Beyond North avenue, Charles street widened. Scattered houses and fruit trees bordered the drowsy, dusty road. Even there, rooters lined the route and cheered the rebirth of baseball.
Dozens and scores and hundreds of cranks followed the parade all the way to Union Park. Electric streetcars had recently supplanted the old horse-drawn cars, and all of the extra streetcars that had been put on along the York road, a block east of Union Park, were filled to overflowing. Many a venturesome crank risked life and limb to hang by a strap from the doorway, but the nickels kept rolling into the till.
Others came by cable car or by horse-drawn conveyance of every class and description. The livery stables had done a lively business in hiring out rigs. When the carriage yard beside Union Park filled up, nearby residents made some money by using front yards as impromptu stables. Safety bicycles, all the rage with their low wheels and air-filled tires, swooshed along the streets, seeking out the slot rails the cable cars used. The bicycle racks beyond the left-field fence, along Barclay street, found their purpose.

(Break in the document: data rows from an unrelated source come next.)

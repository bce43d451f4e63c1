//! Configuration structures and constants for the tailcut-core library.
//!
//! This module replaces the hard-coded directory names and thresholds of a
//! one-off trimming script with an explicit configuration passed to the
//! batch driver.

mod builder;

use crate::error::{CoreError, CoreResult};

use serde::Serialize;
use std::fmt;
use std::path::PathBuf;
use std::str::FromStr;

pub use builder::CoreConfigBuilder;

// Default constants

/// Default extension of the files picked up from the input directory.
pub const DEFAULT_EXTENSION: &str = "webm";

/// Default number of seconds removed by the fixed-offset stage.
pub const DEFAULT_FIXED_OFFSET_SECS: f64 = 13.0;

/// Default `pic_th` for ffmpeg blackdetect: ratio of black pixels for a
/// picture to count as black.
pub const DEFAULT_PICTURE_THRESHOLD: f64 = 0.99;

/// Default `pix_th` for ffmpeg blackdetect: luma level under which a pixel
/// counts as black.
pub const DEFAULT_PIXEL_THRESHOLD: f64 = 0.0;

/// Default minimum black run length (seconds) reported by blackdetect.
pub const DEFAULT_MIN_BLACK_DURATION: f64 = 0.000001;

/// Default position, counted from the end, of the black region used as cut point.
pub const DEFAULT_REGION_FROM_END: usize = 3;

/// Default mean gray level (0-255) under which a frame counts as black.
pub const DEFAULT_BRIGHTNESS_THRESHOLD: u8 = 2;

/// Default length of the window at the end of the file searched by the
/// brightness scan.
pub const DEFAULT_SEARCH_SECS: f64 = 120.0;

/// Which stages run for every input file.
#[derive(Debug, Clone, Copy, PartialEq, Eq, Default, Serialize)]
#[serde(rename_all = "kebab-case")]
pub enum PipelineMode {
    /// Only remove a fixed number of seconds from the end.
    FixedOffset,
    /// Remove a fixed number of seconds, then cut the intermediate at the
    /// detected black boundary.
    FixedOffsetThenDetect,
    /// Cut at the detected black boundary.
    #[default]
    Detect,
}

impl PipelineMode {
    #[must_use]
    pub fn uses_fixed_offset(self) -> bool {
        matches!(self, PipelineMode::FixedOffset | PipelineMode::FixedOffsetThenDetect)
    }

    #[must_use]
    pub fn uses_detector(self) -> bool {
        matches!(self, PipelineMode::Detect | PipelineMode::FixedOffsetThenDetect)
    }
}

impl fmt::Display for PipelineMode {
    fn fmt(&self, f: &mut fmt::Formatter<'_>) -> fmt::Result {
        let name = match self {
            PipelineMode::FixedOffset => "fixed",
            PipelineMode::FixedOffsetThenDetect => "fixed-then-detect",
            PipelineMode::Detect => "detect",
        };
        f.write_str(name)
    }
}

impl FromStr for PipelineMode {
    type Err = CoreError;

    fn from_str(s: &str) -> Result<Self, Self::Err> {
        match s.to_ascii_lowercase().as_str() {
            "fixed" | "fixed-offset" => Ok(PipelineMode::FixedOffset),
            "fixed-then-detect" | "two-stage" => Ok(PipelineMode::FixedOffsetThenDetect),
            "detect" => Ok(PipelineMode::Detect),
            other => Err(CoreError::Config(format!("Unknown pipeline mode '{other}'"))),
        }
    }
}

/// Strategy used to locate the black boundary.
#[derive(Debug, Clone, Copy, PartialEq, Eq, Default, Serialize)]
#[serde(rename_all = "kebab-case")]
pub enum DetectorKind {
    /// Parse ffmpeg blackdetect diagnostics.
    #[default]
    BlackDetect,
    /// Average gray level of decoded frames near the end.
    BrightnessScan,
}

impl fmt::Display for DetectorKind {
    fn fmt(&self, f: &mut fmt::Formatter<'_>) -> fmt::Result {
        let name = match self {
            DetectorKind::BlackDetect => "blackdetect",
            DetectorKind::BrightnessScan => "brightness",
        };
        f.write_str(name)
    }
}

impl FromStr for DetectorKind {
    type Err = CoreError;

    fn from_str(s: &str) -> Result<Self, Self::Err> {
        match s.to_ascii_lowercase().as_str() {
            "blackdetect" | "black-detect" => Ok(DetectorKind::BlackDetect),
            "brightness" | "brightness-scan" => Ok(DetectorKind::BrightnessScan),
            other => Err(CoreError::Config(format!("Unknown detector '{other}'"))),
        }
    }
}

/// Parameters of the ffmpeg blackdetect strategy.
#[derive(Debug, Clone, PartialEq, Serialize)]
pub struct BlackDetectParams {
    /// `pic_th`: ratio (0.0-1.0) of black pixels for a picture to count as black
    pub picture_threshold: f64,

    /// `pix_th`: luma ratio (0.0-1.0) under which a pixel counts as black
    pub pixel_threshold: f64,

    /// `d`: minimum black run length in seconds
    pub min_duration: f64,

    /// Which reported region start to cut at, counted from the last one (1 = last)
    pub region_from_end: usize,

    /// Decode with `-hwaccel cuda` before running the filter
    pub use_hw_decode: bool,
}

impl Default for BlackDetectParams {
    fn default() -> Self {
        Self {
            picture_threshold: DEFAULT_PICTURE_THRESHOLD,
            pixel_threshold: DEFAULT_PIXEL_THRESHOLD,
            min_duration: DEFAULT_MIN_BLACK_DURATION,
            region_from_end: DEFAULT_REGION_FROM_END,
            use_hw_decode: false,
        }
    }
}

/// Parameters of the brightness scan strategy.
#[derive(Debug, Clone, PartialEq, Serialize)]
pub struct BrightnessScanParams {
    /// Mean gray level (0-255) strictly under which a frame counts as black
    pub threshold: u8,

    /// Length of the window at the end of the file that is scanned, in seconds
    pub search_secs: f64,
}

impl Default for BrightnessScanParams {
    fn default() -> Self {
        Self {
            threshold: DEFAULT_BRIGHTNESS_THRESHOLD,
            search_secs: DEFAULT_SEARCH_SECS,
        }
    }
}

/// Main configuration structure for the tailcut-core library.
///
/// Created by the consumer of the library (e.g., tailcut-cli) and passed to
/// [`crate::process_videos`]. Only the path fields are required; everything
/// else has defaults matching the behavior of the original trimming script.
///
/// # Examples
///
/// ```rust,no_run
/// use tailcut_core::config::{CoreConfigBuilder, DetectorKind, PipelineMode};
/// use std::path::PathBuf;
///
/// let config = CoreConfigBuilder::new()
///     .input_dir(PathBuf::from("./videos"))
///     .output_dir(PathBuf::from("./trimmed_videos"))
///     .log_dir(PathBuf::from("./trimmed_videos/logs"))
///     .mode(PipelineMode::FixedOffsetThenDetect)
///     .detector(DetectorKind::BrightnessScan)
///     .fixed_offset_secs(13.0)
///     .build();
/// ```
#[derive(Debug, Clone, Serialize)]
pub struct CoreConfig {
    /// Directory containing input video files to process
    pub input_dir: PathBuf,

    /// Directory where trimmed output files will be saved
    pub output_dir: PathBuf,

    /// Directory for log files and run summaries
    pub log_dir: PathBuf,

    /// Optional directory for intermediate files (defaults to `output_dir`)
    pub temp_dir: Option<PathBuf>,

    /// Extension (without dot, case-insensitive) of files to process
    pub extension: String,

    /// Stages applied to every file
    pub mode: PipelineMode,

    /// Boundary detection strategy
    pub detector: DetectorKind,

    /// Seconds removed by the fixed-offset stage
    pub fixed_offset_secs: f64,

    pub black_detect: BlackDetectParams,

    pub brightness: BrightnessScanParams,

    /// Keep stage-one outputs of the two-stage pipeline in `output_dir/intermediate`
    pub keep_intermediate: bool,
}

impl Default for CoreConfig {
    fn default() -> Self {
        Self {
            input_dir: PathBuf::from("./videos"),
            output_dir: PathBuf::from("./trimmed_videos"),
            log_dir: PathBuf::from("./trimmed_videos/logs"),
            temp_dir: None,
            extension: DEFAULT_EXTENSION.to_string(),
            mode: PipelineMode::default(),
            detector: DetectorKind::default(),
            fixed_offset_secs: DEFAULT_FIXED_OFFSET_SECS,
            black_detect: BlackDetectParams::default(),
            brightness: BrightnessScanParams::default(),
            keep_intermediate: false,
        }
    }
}

impl CoreConfig {
    /// Creates a configuration with the given paths and default settings.
    #[must_use]
    pub fn new(input_dir: PathBuf, output_dir: PathBuf, log_dir: PathBuf) -> Self {
        Self {
            input_dir,
            output_dir,
            log_dir,
            ..Self::default()
        }
    }

    /// Directory receiving stage-one outputs when they are kept.
    #[must_use]
    pub fn intermediate_dir(&self) -> PathBuf {
        self.output_dir.join("intermediate")
    }

    /// Checks that every parameter is usable before any file is touched.
    pub fn validate(&self) -> CoreResult<()> {
        if self.extension.trim_start_matches('.').is_empty() {
            return Err(CoreError::Config("File extension must not be empty".to_string()));
        }

        if self.mode.uses_fixed_offset()
            && (!self.fixed_offset_secs.is_finite() || self.fixed_offset_secs < 0.0)
        {
            return Err(CoreError::Config(format!(
                "Fixed offset must be a non-negative number of seconds, got {}",
                self.fixed_offset_secs
            )));
        }

        let bd = &self.black_detect;
        if !(0.0..=1.0).contains(&bd.picture_threshold) {
            return Err(CoreError::Config(format!(
                "Picture threshold must be within 0.0-1.0, got {}",
                bd.picture_threshold
            )));
        }
        if !(0.0..=1.0).contains(&bd.pixel_threshold) {
            return Err(CoreError::Config(format!(
                "Pixel threshold must be within 0.0-1.0, got {}",
                bd.pixel_threshold
            )));
        }
        if !bd.min_duration.is_finite() || bd.min_duration < 0.0 {
            return Err(CoreError::Config(format!(
                "Minimum black duration must be non-negative, got {}",
                bd.min_duration
            )));
        }
        if bd.region_from_end == 0 {
            return Err(CoreError::Config(
                "Region position from end must be at least 1".to_string(),
            ));
        }

        // Any u8 threshold is in range; 0 simply matches no frame
        let bs = &self.brightness;
        if !bs.search_secs.is_finite() || bs.search_secs <= 0.0 {
            return Err(CoreError::Config(format!(
                "Search window must be positive, got {}",
                bs.search_secs
            )));
        }

        Ok(())
    }
}

#[cfg(test)]
mod tests {
    use super::*;

    #[test]
    fn test_default_config_is_valid() {
        let config = CoreConfig::default();
        assert!(config.validate().is_ok());
        assert_eq!(config.extension, "webm");
        assert_eq!(config.mode, PipelineMode::Detect);
        assert_eq!(config.black_detect.region_from_end, 3);
        assert_eq!(config.brightness.threshold, 2);
        assert_eq!(config.brightness.search_secs, 120.0);
    }

    #[test]
    fn test_validate_rejects_bad_values() {
        let mut config = CoreConfig::default();
        config.black_detect.region_from_end = 0;
        assert!(matches!(config.validate(), Err(CoreError::Config(_))));

        let mut config = CoreConfig::default();
        config.black_detect.picture_threshold = 1.5;
        assert!(config.validate().is_err());

        let mut config = CoreConfig::default();
        config.brightness.search_secs = 0.0;
        assert!(config.validate().is_err());

        let mut config = CoreConfig::default();
        config.extension = ".".to_string();
        assert!(config.validate().is_err());
    }

    #[test]
    fn test_brightness_threshold_bounds_are_valid() {
        let mut config = CoreConfig::default();
        config.detector = DetectorKind::BrightnessScan;
        config.brightness.threshold = 0;
        assert!(config.validate().is_ok());
        config.brightness.threshold = 255;
        assert!(config.validate().is_ok());
    }

    #[test]
    fn test_fixed_offset_only_checked_when_used() {
        let mut config = CoreConfig::default();
        config.fixed_offset_secs = -1.0;
        assert!(config.validate().is_ok());

        config.mode = PipelineMode::FixedOffset;
        assert!(config.validate().is_err());
    }

    #[test]
    fn test_parse_mode_and_detector() {
        assert_eq!("fixed".parse::<PipelineMode>().unwrap(), PipelineMode::FixedOffset);
        assert_eq!(
            "Fixed-Then-Detect".parse::<PipelineMode>().unwrap(),
            PipelineMode::FixedOffsetThenDetect
        );
        assert!("sideways".parse::<PipelineMode>().is_err());

        assert_eq!("brightness".parse::<DetectorKind>().unwrap(), DetectorKind::BrightnessScan);
        assert_eq!("blackdetect".parse::<DetectorKind>().unwrap(), DetectorKind::BlackDetect);
        assert!("magic".parse::<DetectorKind>().is_err());
    }

    #[test]
    fn test_mode_stages() {
        assert!(PipelineMode::FixedOffset.uses_fixed_offset());
        assert!(!PipelineMode::FixedOffset.uses_detector());
        assert!(PipelineMode::FixedOffsetThenDetect.uses_fixed_offset());
        assert!(PipelineMode::FixedOffsetThenDetect.uses_detector());
        assert!(!PipelineMode::Detect.uses_fixed_offset());
        assert!(PipelineMode::Detect.uses_detector());
    }
}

The crowd had swelled around the ticket windows in front of Union Park, a ballpark that looked every bit as unprepossessing as the residential neighborhood in which it sat, with brick row houses on all sides. The front of it was a broad wooden wall twelve feet high, with ornamental lettering, opposite vendors' stands that the crowd swallowed up.
The game was set for four o'clock, but by three the management ceased...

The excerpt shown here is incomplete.